Court questions net pirate hunt
US civil liberties group the Electronic Frontier Foundation will give evidence in a Washington court on Wednesday, aimed at stopping the US's largest net pirate hunt.
It wants the court to throw out thousands of lawsuits against alleged illegal file-sharers, brought by the US Copyright Group.
EFF argues the mass litigations deprive individuals of a fair trial.
The case has implications for other countries pursuing similar cases.
The US Copyright Group, a Washington-based law firm, has filed lawsuits on behalf of seven film-makers, accusing over 14,000 individuals of downloading films illegally, including Oscar-winning movie The Hurt Locker.
EFF will argue that mass litigation is unfair.
"We contend that these suits improperly lump thousands of defendants together, a shortcut that deprives the defendants of fair access to individual justice," EFF said in a statement.
A federal court in Washington DC will hear oral arguments from the EFF on Wednesday.
USCG has been sending letters to identified illegal file-sharers asking them to pay a fine of around $1,500 - $2,500 (£1,000 - £1,670) or face a copyright suit of up to $150,000 (£100,000).
"The stakes are high for anyone identified in USCG's slipshod cases. USCG's strategy appears to be to threaten a judgement of up to $150,000 per downloaded movie - the maximum penalty allowable by law in copyright suits and a very unlikely judgement in cases arising from a single, non-commercial infringment," EFF said in a statement.
The threat "puts pressure on alleged infringers to settle quickly", it added.
EFF and other groups have been concerned about the tactics being employed by some law firms pursuing alleged file-sharers.
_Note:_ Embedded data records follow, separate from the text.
use uuid::Uuid;

use crate::domain::entities::account::Account;
use crate::repositories::account::{AccountRepository, InMemoryAccountRepository};

fn account() -> Account {
    Account::new(
        "user@example.com".to_string(),
        "$2b$04$hash".to_string(),
        "v1".to_string(),
    )
}

#[tokio::test]
async fn test_find_seeded_account() {
    let repo = InMemoryAccountRepository::new();
    let id = repo.insert(account()).await;

    let found = repo.find_by_id(id).await.unwrap().unwrap();
    assert_eq!(found.email, "user@example.com");
}

#[tokio::test]
async fn test_find_unknown_account() {
    let repo = InMemoryAccountRepository::new();
    assert!(repo.find_by_id(Uuid::new_v4()).await.unwrap().is_none());
}

#[tokio::test]
async fn test_save_replaces_account() {
    let repo = InMemoryAccountRepository::new();
    let id = repo.insert(account()).await;

    let mut updated = repo.find_by_id(id).await.unwrap().unwrap();
    updated.set_jwt_version("v2".to_string());
    repo.save(updated).await.unwrap();

    let found = repo.find_by_id(id).await.unwrap().unwrap();
    assert_eq!(found.jwt_version, "v2");
}
pub mod error_handler;

pub use error_handler::{handle_domain_error, unauthorized};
The methods used to track down infringers are not fool-proof because they identify the computer that downloaded the material rather than the actual individual.
In some cases, alleged file-sharers could be the victim of wi-fi hijacks, where someone uses an unsecured network to steal music and films.
In the UK, consumer watchdog Which? has been highlighting cases where people have been wrongly accused of file-sharing.
The allegations have come from law firm ACS: Law which has sent thousands of letters identifing illegal file-sharers and offering them the option of a one-off £500 fine or court action.
Which? reports this week that the firm is now sending questionnaires to alleged file-sharers who deny they were responsible for illegal downloading.
The questionnaire asks users to submit their computers to a forensic examination and answer other questions about their computer connection.
"We believe this is the latest example of bullying behaviour by ACS Law, which says that if people don't complete its questionnaire, it has no option but to consider them guilty. Declining to fill in a form is not evidence of guilt," said Deborah Prince, Which's head of legal affairs.
ACS: Law has said its actions are legitimate, given how big a problem illegal file-sharing is for the music and film industries.
"It is the equivalent of someone stood outside HMV with a pile of the latest albums, handing them out to people who were intending to go in the shop and buy it," ACS: Law partner Andrew Crossley told the BBC.